EXERCISE INSTRUCTIONS
Say how many lines of the listing below hold the string "HashMap", and say nothing else.

===== DATA FOR REVIEW

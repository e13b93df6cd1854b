/*
 * Copyright (C) 2024 The Quarry Authors
 *
 * Licensed under the Apache License, Version 2.0 (the "License");
 * you may not use this file except in compliance with the License.
 * You may obtain a copy of the License at
 *
 * http://www.apache.org/licenses/LICENSE-2.0
 *
 * Unless required by applicable law or agreed to in writing, software
 * distributed under the License is distributed on an "AS IS" BASIS,
 * WITHOUT WARRANTIES OR CONDITIONS OF ANY KIND, either express or implied.
 * See the License for the specific language governing permissions and
 * limitations under the License.
 */

use serde::{Deserialize, Serialize};
use std::collections::HashMap;

use crate::quarry::api::types::ObjectMeta;

pub const NODE_CONDITION_READY: &str = "Ready";
pub const NODE_CONDITION_OUT_OF_DISK: &str = "OutOfDisk";
pub const NODE_CONDITION_DISK_PRESSURE: &str = "DiskPressure";
pub const NODE_CONDITION_PID_PRESSURE: &str = "PIDPressure";
pub const NODE_CONDITION_MEMORY_PRESSURE: &str = "MemoryPressure";
pub const NODE_CONDITION_NETWORK_UNAVAILABLE: &str = "NetworkUnavailable";

pub const CONDITION_STATUS_TRUE: &str = "True";

const TOPOLOGY_REGION_LABEL: &str = "topology.kubernetes.io/region";
const TOPOLOGY_ZONE_LABEL: &str = "topology.kubernetes.io/zone";
const LEGACY_REGION_LABEL: &str = "failure-domain.beta.kubernetes.io/region";
const LEGACY_ZONE_LABEL: &str = "failure-domain.beta.kubernetes.io/zone";

#[derive(Debug, Clone, Default, Serialize, Deserialize, PartialEq)]
pub struct KubernetesNodeSpec {
    #[serde(default)]
    pub unschedulable: bool,
}

#[derive(Debug, Clone, Default, Serialize, Deserialize, PartialEq)]
pub struct KubernetesNodeCondition {
    #[serde(rename = "type")]
    pub condition_type: String,
    pub status: String,
    #[serde(default)]
    pub reason: String,
    #[serde(default)]
    pub message: String,
}

#[derive(Debug, Clone, Default, Serialize, Deserialize, PartialEq)]
pub struct KubernetesNodeStatus {
    #[serde(default, skip_serializing_if = "Vec::is_empty")]
    pub conditions: Vec<KubernetesNodeCondition>,
}

/// Minimal representation of a Kubernetes node object.
#[derive(Debug, Clone, Default, Serialize, Deserialize, PartialEq)]
pub struct KubernetesNode {
    pub metadata: ObjectMeta,
    pub spec: KubernetesNodeSpec,
    #[serde(default)]
    pub status: KubernetesNodeStatus,
}

/// Extracts the node's region and zone from its topology labels, preferring
/// the stable label family when the server is new enough to populate it.
pub fn get_region_and_zone(
    labels: &HashMap<String, String>,
    using_topology_labels: bool,
) -> (String, String) {
    let (region_label, zone_label) = if using_topology_labels {
        (TOPOLOGY_REGION_LABEL, TOPOLOGY_ZONE_LABEL)
    } else {
        (LEGACY_REGION_LABEL, LEGACY_ZONE_LABEL)
    };
    let region = labels.get(region_label).cloned().unwrap_or_default();
    let zone = labels.get(zone_label).cloned().unwrap_or_default();
    (region, zone)
}
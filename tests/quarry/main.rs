/*
 * Copyright (C) 2024 The Quarry Authors
 *
 * Licensed under the Apache License, Version 2.0 (the "License");
 * you may not use this file except in compliance with the License.
 * You may obtain a copy of the License at
 *
 * http://www.apache.org/licenses/LICENSE-2.0
 *
 * Unless required by applicable law or agreed to in writing, software
 * distributed under the License is distributed on an "AS IS" BASIS,
 * WITHOUT WARRANTIES OR CONDITIONS OF ANY KIND, either express or implied.
 * See the License for the specific language governing permissions and
 * limitations under the License.
 */

mod controller;
/// Observed disk state, recomputed on every reconcile.
#[derive(Debug, Clone, Default, Serialize, Deserialize, PartialEq)]
pub struct DiskStatus {
    #[serde(default)]
    pub conditions: HashMap<String, Condition>,
    #[serde(rename = "diskUUID", default)]
    pub disk_uuid: String,
    #[serde(rename = "storageMaximum", default)]
    pub storage_maximum: i64,
    #[serde(rename = "storageAvailable", default)]
    pub storage_available: i64,
    #[serde(rename = "storageScheduled", default)]
    pub storage_scheduled: i64,
    #[serde(rename = "scheduledReplica", default)]
    pub scheduled_replica: HashMap<String, i64>,
}

#[derive(Debug, Clone, Default, Serialize, Deserialize, PartialEq)]
pub struct NodeSpec {
    pub name: String,
    #[serde(default)]
    pub disks: HashMap<String, DiskSpec>,
    #[serde(default, skip_serializing_if = "Vec::is_empty")]
    pub tags: Vec<String>,
    #[serde(rename = "allowScheduling", default)]
    pub allow_scheduling: bool,
}

#[derive(Debug, Clone, Default, Serialize, Deserialize, PartialEq)]
pub struct NodeStatus {
    #[serde(default)]
    pub conditions: HashMap<String, Condition>,
    #[serde(rename = "diskStatus", default)]
    pub disk_status: HashMap<String, DiskStatus>,
    #[serde(default)]
    pub region: String,
    #[serde(default)]
    pub zone: String,
}

/// A storage node: declared disks and policy plus controller-owned status.
#[derive(Debug, Clone, Default, Serialize, Deserialize, PartialEq)]
pub struct Node {
    pub metadata: ObjectMeta,
    pub spec: NodeSpec,
    #[serde(default)]
    pub status: NodeStatus,
}

#[derive(Debug, Clone, Default, Serialize, Deserialize, PartialEq)]
pub struct ReplicaSpec {
    #[serde(rename = "nodeID", default)]
    pub node_id: String,
    #[serde(rename = "diskID", default)]
    pub disk_id: String,
    #[serde(rename = "volumeSize", default)]
    pub volume_size: i64,
}

/// A volume replica record. The node controller only reads these.
#[derive(Debug, Clone, Default, Serialize, Deserialize, PartialEq)]
pub struct Replica {
    pub metadata: ObjectMeta,
    pub spec: ReplicaSpec,
}

#[derive(Debug, Clone, Copy, Serialize, Deserialize, PartialEq, Eq, Hash)]
pub enum InstanceManagerType {
    #[serde(rename = "engine")]
    Engine,
    #[serde(rename = "replica")]
    Replica,
}

impl InstanceManagerType {
    pub const fn as_str(self) -> &'static str {
        match self {
            InstanceManagerType::Engine => "engine",
            InstanceManagerType::Replica => "replica",
        }
    }

    const fn name_infix(self) -> &'static str {
        match self {
            InstanceManagerType::Engine => "e",
            InstanceManagerType::Replica => "r",
        }
    }
}

impl Display for InstanceManagerType {
    fn fmt(&self, f: &mut Formatter<'_>) -> std::fmt::Result {
        f.write_str(self.as_str())
    }
}

#[derive(Debug, Clone, Copy, Serialize, Deserialize, PartialEq, Eq)]
pub enum InstanceManagerState {
    #[serde(rename = "running")]
    Running,
    #[serde(rename = "stopped")]
    Stopped,
    #[serde(rename = "starting")]
    Starting,
    #[serde(rename = "error")]
    Error,
    #[serde(rename = "unknown")]
    Unknown,
}

impl Default for InstanceManagerState {
    fn default() -> Self {
        InstanceManagerState::Unknown
    }
}

#[derive(Debug, Clone, Copy, Serialize, Deserialize, PartialEq, Eq)]
pub enum InstanceState {
    #[serde(rename = "starting")]
    Starting,
    #[serde(rename = "running")]
    Running,
    #[serde(rename = "stopped")]
    Stopped,
    #[serde(rename = "error")]
    Error,
}

#[derive(Debug, Clone, Serialize, Deserialize, PartialEq)]
pub struct InstanceManagerSpec {
    pub image: String,
    #[serde(rename = "nodeID")]
    pub node_id: String,
    #[serde(rename = "type")]
    pub im_type: InstanceManagerType,
}
/*
 * Copyright (C) 2024 The Quarry Authors
 *
 * Licensed under the Apache License, Version 2.0 (the "License");
 * you may not use this file except in compliance with the License.
 * You may obtain a copy of the License at
 *
 * http://www.apache.org/licenses/LICENSE-2.0
 *
 * Unless required by applicable law or agreed to in writing, software
 * distributed under the License is distributed on an "AS IS" BASIS,
 * WITHOUT WARRANTIES OR CONDITIONS OF ANY KIND, either express or implied.
 * See the License for the specific language governing permissions and
 * limitations under the License.
 */

use chrono::{SecondsFormat, Utc};
use serde_json::{json, Value};
use std::sync::atomic::{AtomicBool, Ordering};

const SERVICE: &str = "quarry";

#[derive(Copy, Clone, Debug, Eq, PartialEq)]
pub enum LogFormat {
    Text,
    Json,
}

static JSON_OUTPUT: AtomicBool = AtomicBool::new(false);

pub fn set_log_format(format: LogFormat) {
    JSON_OUTPUT.store(format == LogFormat::Json, Ordering::Relaxed);
}

#[derive(Copy, Clone, Debug, Eq, PartialEq)]
pub enum LogLevel {
    Debug,
    Info,
    Warn,
    Error,
}

impl LogLevel {
    fn label(self) -> &'static str {
        match self {
            LogLevel::Debug => "DEBUG",
            LogLevel::Info => "INFO",
            LogLevel::Warn => "WARN",
            LogLevel::Error => "ERROR",
        }
    }

    fn to_stderr(self) -> bool {
        matches!(self, LogLevel::Warn | LogLevel::Error)
    }
}

/// One log line before rendering. The component names the controller area
/// (node-controller, datastore, node-watch, ...); fields carry the object
/// identities the line is about.
struct Record<'a> {
    timestamp: String,
    level: LogLevel,
    component: &'a str,
    message: &'a str,
    fields: &'a [(&'a str, &'a str)],
}

impl Record<'_> {
    fn render_text(&self) -> String {
        let mut line = format!(
            "ts={} level={} service={} component={} pid={} msg={}",
            self.timestamp,
            self.level.label(),
            SERVICE,
            quote(self.component),
            std::process::id(),
            quote(self.message),
        );
        for (key, value) in self.fields {
            if key.is_empty() {
                continue;
            }
            line.push(' ');
            line.push_str(key);
            line.push('=');
            line.push_str(&quote(value));
        }
        line
    }

    fn render_json(&self) -> String {
        let mut payload = json!({
            "ts": self.timestamp,
            "level": self.level.label(),
            "service": SERVICE,
            "component": self.component,
            "pid": std::process::id(),
            "msg": self.message,
        });
        if let Value::Object(map) = &mut payload {
            for (key, value) in self.fields {
                if key.is_empty() {
                    continue;
                }
                map.insert((*key).to_string(), Value::String((*value).to_string()));
            }
        }
        payload.to_string()
    }
}

/// Bare values stay as-is; anything with whitespace or logfmt metacharacters
/// is emitted as a quoted, escaped string literal.
fn quote(value: &str) -> String {
    let bare = !value.is_empty()
        && value
            .chars()
            .all(|c| c.is_ascii_graphic() && !matches!(c, '"' | '\\' | '='));
    if bare {
        value.to_string()
    } else {
        format!("{:?}", value)
    }
}

pub fn log_event(level: LogLevel, component: &str, message: &str, fields: &[(&str, &str)]) {
    let record = Record {
        timestamp: Utc::now().to_rfc3339_opts(SecondsFormat::Millis, true),
        level,
        component,
        message,
        fields,
    };
    let line = if JSON_OUTPUT.load(Ordering::Relaxed) {
        record.render_json()
    } else {
        record.render_text()
    };
    emit(level, &line);
}

pub fn log_debug(component: &str, message: &str, fields: &[(&str, &str)]) {
    log_event(LogLevel::Debug, component, message, fields);
}

pub fn log_info(component: &str, message: &str, fields: &[(&str, &str)]) {
    log_event(LogLevel::Info, component, message, fields);
}

pub fn log_warn(component: &str, message: &str, fields: &[(&str, &str)]) {
    log_event(LogLevel::Warn, component, message, fields);
}

pub fn log_error(component: &str, message: &str, fields: &[(&str, &str)]) {
    log_event(LogLevel::Error, component, message, fields);
}

#[cfg(not(test))]
fn emit(level: LogLevel, line: &str) {
    use std::io::Write;
    // A line that cannot be written is dropped; logging must never take the
    // controller down.
    let _ = if level.to_stderr() {
        writeln!(std::io::stderr().lock(), "{}", line)
    } else {
        writeln!(std::io::stdout().lock(), "{}", line)
    };
}

#[cfg(test)]
fn emit(level: LogLevel, line: &str) {
    captured()
        .lock()
        .unwrap()
        .push((level.to_stderr(), line.to_string()));
}

#[cfg(test)]
fn captured() -> &'static std::sync::Mutex<Vec<(bool, String)>> {
    static LINES: std::sync::OnceLock<std::sync::Mutex<Vec<(bool, String)>>> =
        std::sync::OnceLock::new();
    LINES.get_or_init(Default::default)
}

#[cfg(test)]
pub(crate) fn drain_captured_lines() -> Vec<(bool, String)> {
    std::mem::take(&mut *captured().lock().unwrap())
}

==========

ANSWER
7